Life, Not Theory About Life, Teaches Us.—Let no one believe, however, that any theory about or claim for the family really indicates its value. We live before we can interpret our life, and what is already achieved by those in the forward ranks shows what all may yet become. We are not left to chance or imagination or to argument or affirmation of principles to visualize the family as it is or as it may be. We may look about us and see what it is and can do for men and women. Few, perhaps, are standing on the heights of their own being when they build the family altar.
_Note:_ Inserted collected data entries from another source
//! Engine configuration parsed from environment variables: metric
//! calculation, sizing, monitoring cadence, and operational budgets.

use anyhow::{Context, Result, bail};
use std::env;

use crate::domain::risk::metrics::{MetricsConfig, TailDistribution, VarMethod};
use crate::domain::risk::sizing::SizingConfig;

#[derive(Debug, Clone)]
pub struct EngineConfig {
    // Metric calculation
    pub var_method: VarMethod,
    pub var_confidence: f64,
    pub holding_period_days: f64,
    pub return_window: usize,
    pub min_observations: usize,
    pub ewma_decay: f64,
    pub mc_paths: usize,
    pub mc_seed: u64,
    pub tail_distribution: TailDistribution,
    pub t_degrees_of_freedom: f64,
    /// Wall-clock budget for one metric recomputation
    pub metric_budget_ms: u64,

    // Sizing
    pub kelly_fraction: f64,
    pub kelly_min_samples: usize,
    pub target_portfolio_vol: f64,
    pub min_correlation_scale: f64,

    // Monitoring & breaker
    pub evaluation_interval_ms: u64,
    /// Consecutive passing checks before a breach closes
    pub hysteresis_passes: u32,
    /// Warnings within the window that escalate the breaker
    pub warning_escalation_count: usize,
    pub warning_window_secs: u64,
    /// Minimum time outside the normal state before a resume is accepted
    pub resume_cooldown_secs: u64,
    /// Whether the restricted state returns to normal on its own once all
    /// breaches close
    pub auto_recover_restricted: bool,
    /// Snapshot older than this is refused on the authorization path
    pub snapshot_staleness_ms: u64,
    /// Tolerance for the reported-vs-computed total value check
    pub snapshot_epsilon: f64,

    // Stress testing
    pub stress_interval_secs: u64,
    pub stress_mc_paths: usize,

    // Persistence
    pub audit_log_path: String,
    pub limits_file_path: String,

    // Reporting
    pub report_interval_secs: u64,
}

impl EngineConfig {
    pub fn from_env() -> Result<Self> {
        let var_method = match env::var("VAR_METHOD")
            .unwrap_or_else(|_| "historical".to_string())
            .to_lowercase()
            .as_str()
        {
            "historical" => VarMethod::Historical,
            "parametric" => VarMethod::Parametric,
            "monte_carlo" | "montecarlo" => VarMethod::MonteCarlo,
            other => bail!("Unknown VAR_METHOD: {other}"),
        };

        let tail_distribution = match env::var("TAIL_DISTRIBUTION")
            .unwrap_or_else(|_| "normal".to_string())
            .to_lowercase()
            .as_str()
        {
            "normal" => TailDistribution::Normal,
            "student_t" | "studentt" | "t" => TailDistribution::StudentT,
            other => bail!("Unknown TAIL_DISTRIBUTION: {other}"),
        };

        let config = Self {
            var_method,
            var_confidence: Self::parse_f64("VAR_CONFIDENCE", 0.95)?,
            holding_period_days: Self::parse_f64("VAR_HOLDING_PERIOD_DAYS", 1.0)?,
            return_window: Self::parse_usize("RETURN_WINDOW", 250)?,
            min_observations: Self::parse_usize("MIN_OBSERVATIONS", 250)?,
            ewma_decay: Self::parse_f64("EWMA_DECAY", 0.94)?,
            mc_paths: Self::parse_usize("MC_PATHS", 10_000)?,
            mc_seed: Self::parse_u64("MC_SEED", 42)?,
            tail_distribution,
            t_degrees_of_freedom: Self::parse_f64("T_DEGREES_OF_FREEDOM", 4.0)?,
            metric_budget_ms: Self::parse_u64("METRIC_BUDGET_MS", 2_000)?,

            kelly_fraction: Self::parse_f64("KELLY_FRACTION", 0.25)?,
            kelly_min_samples: Self::parse_usize("KELLY_MIN_SAMPLES", 30)?,
            target_portfolio_vol: Self::parse_f64("TARGET_PORTFOLIO_VOL", 0.20)?,
            min_correlation_scale: Self::parse_f64("MIN_CORRELATION_SCALE", 0.1)?,

            evaluation_interval_ms: Self::parse_u64("EVALUATION_INTERVAL_MS", 1_000)?,
            hysteresis_passes: Self::parse_u32("HYSTERESIS_PASSES", 3)?,
            warning_escalation_count: Self::parse_usize("WARNING_ESCALATION_COUNT", 5)?,
            warning_window_secs: Self::parse_u64("WARNING_WINDOW_SECS", 300)?,
            resume_cooldown_secs: Self::parse_u64("RESUME_COOLDOWN_SECS", 300)?,
            auto_recover_restricted: Self::parse_bool("AUTO_RECOVER_RESTRICTED", true)?,
            snapshot_staleness_ms: Self::parse_u64("SNAPSHOT_STALENESS_MS", 5_000)?,
            snapshot_epsilon: Self::parse_f64("SNAPSHOT_EPSILON", 1e-6)?,

            stress_interval_secs: Self::parse_u64("STRESS_INTERVAL_SECS", 86_400)?,
            stress_mc_paths: Self::parse_usize("STRESS_MC_PATHS", 10_000)?,

            audit_log_path: env::var("AUDIT_LOG_PATH")
                .unwrap_or_else(|_| "data/audit.jsonl".to_string()),
            limits_file_path: env::var("LIMITS_FILE_PATH")
                .unwrap_or_else(|_| "config/limits.toml".to_string()),

            report_interval_secs: Self::parse_u64("REPORT_INTERVAL_SECS", 60)?,
        };
        config.validate()?;
        Ok(config)
    }

    pub fn validate(&self) -> Result<()> {
        if !(0.5..1.0).contains(&self.var_confidence) {
            bail!("VAR_CONFIDENCE must be in [0.5, 1.0): {}", self.var_confidence);
        }
        if self.holding_period_days <= 0.0 {
            bail!("VAR_HOLDING_PERIOD_DAYS must be positive: {}", self.holding_period_days);
        }
        if !(0.0..1.0).contains(&self.ewma_decay) {
            bail!("EWMA_DECAY must be in (0, 1): {}", self.ewma_decay);
        }
        if self.mc_paths == 0 {
            bail!("MC_PATHS must be positive");
        }
        if self.t_degrees_of_freedom <= 2.0 {
            bail!(
                "T_DEGREES_OF_FREEDOM must exceed 2 for finite variance: {}",
                self.t_degrees_of_freedom
            );
        }
        if !(0.0..=1.0).contains(&self.kelly_fraction) {
            bail!("KELLY_FRACTION must be in [0, 1]: {}", self.kelly_fraction);
        }
        if self.target_portfolio_vol <= 0.0 {
            bail!("TARGET_PORTFOLIO_VOL must be positive: {}", self.target_portfolio_vol);
        }
        if self.hysteresis_passes == 0 {
            bail!("HYSTERESIS_PASSES must be at least 1");
        }
        if self.evaluation_interval_ms == 0 {
            bail!("EVALUATION_INTERVAL_MS must be positive");
        }
        Ok(())
    }

    pub fn to_metrics_config(&self) -> MetricsConfig {
        MetricsConfig {
            method: self.var_method,
            confidence: self.var_confidence,
            holding_period_days: self.holding_period_days,
            window: self.return_window,
            min_observations: self.min_observations,
            ewma_decay: self.ewma_decay,
            mc_paths: self.mc_paths,
            mc_seed: self.mc_seed,
            distribution: self.tail_distribution,
            t_degrees_of_freedom: self.t_degrees_of_freedom,
        }
    }

    pub fn to_sizing_config(&self) -> SizingConfig {
        SizingConfig {
            kelly_fraction: self.kelly_fraction,
            kelly_min_samples: self.kelly_min_samples,
            target_portfolio_vol: self.target_portfolio_vol,
            min_correlation_scale: self.min_correlation_scale,
        }
    }

    fn parse_usize(key: &str, default: usize) -> Result<usize> {
        env::var(key)
            .unwrap_or_else(|_| default.to_string())
            .parse::<usize>()
            .context(format!("Failed to parse {}", key))
    }

    fn parse_f64(key: &str, default: f64) -> Result<f64> {
        env::var(key)
            .unwrap_or_else(|_| default.to_string())
            .parse::<f64>()
            .context(format!("Failed to parse {}", key))
    }

    fn parse_u32(key: &str, default: u32) -> Result<u32> {
        env::var(key)
            .unwrap_or_else(|_| default.to_string())
            .parse::<u32>()
            .context(format!("Failed to parse {}", key))
    }

    fn parse_u64(key: &str, default: u64) -> Result<u64> {
        env::var(key)
            .unwrap_or_else(|_| default.to_string())
            .parse::<u64>()
            .context(format!("Failed to parse {}", key))
    }

    fn parse_bool(key: &str, default: bool) -> Result<bool> {
        env::var(key)
            .unwrap_or_else(|_| default.to_string())
            .parse::<bool>()
            .context(format!("Failed to parse {}", key))
    }
}

impl Default for EngineConfig {
    fn default() -> Self {
        Self {
            var_method: VarMethod::Historical,
            var_confidence: 0.95,
            holding_period_days: 1.0,
            return_window: 250,
            min_observations: 250,
            ewma_decay: 0.94,
            mc_paths: 10_000,
            mc_seed: 42,
            tail_distribution: TailDistribution::Normal,
            t_degrees_of_freedom: 4.0,
            metric_budget_ms: 2_000,
            kelly_fraction: 0.25,
            kelly_min_samples: 30,
            target_portfolio_vol: 0.20,
            min_correlation_scale: 0.1,
            evaluation_interval_ms: 1_000,
            hysteresis_passes: 3,
            warning_escalation_count: 5,
            warning_window_secs: 300,
            resume_cooldown_secs: 300,
            auto_recover_restricted: true,
            snapshot_staleness_ms: 5_000,
            snapshot_epsilon: 1e-6,
            stress_interval_secs: 86_400,
            stress_mc_paths: 10_000,
            audit_log_path: "data/audit.jsonl".to_string(),
            limits_file_path: "config/limits.toml".to_string(),
            report_interval_secs: 60,
        }
    }
}

#[cfg(test)]
mod tests {
    use super::*;

    #[test]
    fn test_default_config_validates() {
        assert!(EngineConfig::default().validate().is_ok());
    }

    #[test]
    fn test_invalid_confidence_rejected() {
        let config = EngineConfig {
            var_confidence: 1.0,
            ..EngineConfig::default()
        };
        assert!(config.validate().is_err());
    }

    #[test]
    fn test_low_degrees_of_freedom_rejected() {
        let config = EngineConfig {
            t_degrees_of_freedom: 2.0,
            ..EngineConfig::default()
        };
        assert!(config.validate().is_err());
    }

    #[test]
    fn test_metrics_config_mirrors_engine_config() {
        let engine = EngineConfig {
            var_method: VarMethod::MonteCarlo,
            mc_seed: 99,
            ..EngineConfig::default()
        };
        let metrics = engine.to_metrics_config();
        assert_eq!(metrics.method, VarMethod::MonteCarlo);
        assert_eq!(metrics.mc_seed, 99);
        assert_eq!(metrics.window, engine.return_window);
    }
}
Yet in the love and sacrifice of plain and unknown fathers who cheerfully toil for their loved ones, in the patient endurance of simple-hearted mothers who give so much of their lives in ready service to husband and family, in the frolic-joy and eager activity of ordinary children whose only dower is the free and happy service of their parents, is the fruit and the promise of the human family.

The Moral Elite in the Modern Family.—Above all, we have to-day a growing number who live in the spirit of a true marriage and a noble cradle of infancy and show by actual example what the family is meant to be. These prophesy a marriage that demands each of the other that a perfect life shall perfect their love. These give a new pattern and type of parenthood, woven of the tears and joy, the aspiration and the service of those who call children from the storehouse of universal life, not in response to careless passion but in the solemn joy of creative purpose. These are the men and women who shall yet build from the home as the heart's centre, a wiser school, a more righteous state, a juster industry, and a purer worship of the ideal.

It is in the new comradeship of men and women on all the levels of life that such auspicious promise of better social life is found. It is on the new basis of reverence of each personality for every other, not only for the person that other is but for the person he or she may become if given fair chance for best achievement, that the new social ethics rests. It is on that basis that we may build a faith assured and strong that the family will not be lost in the time that needs it most but will shape itself to finer issues and more useful service.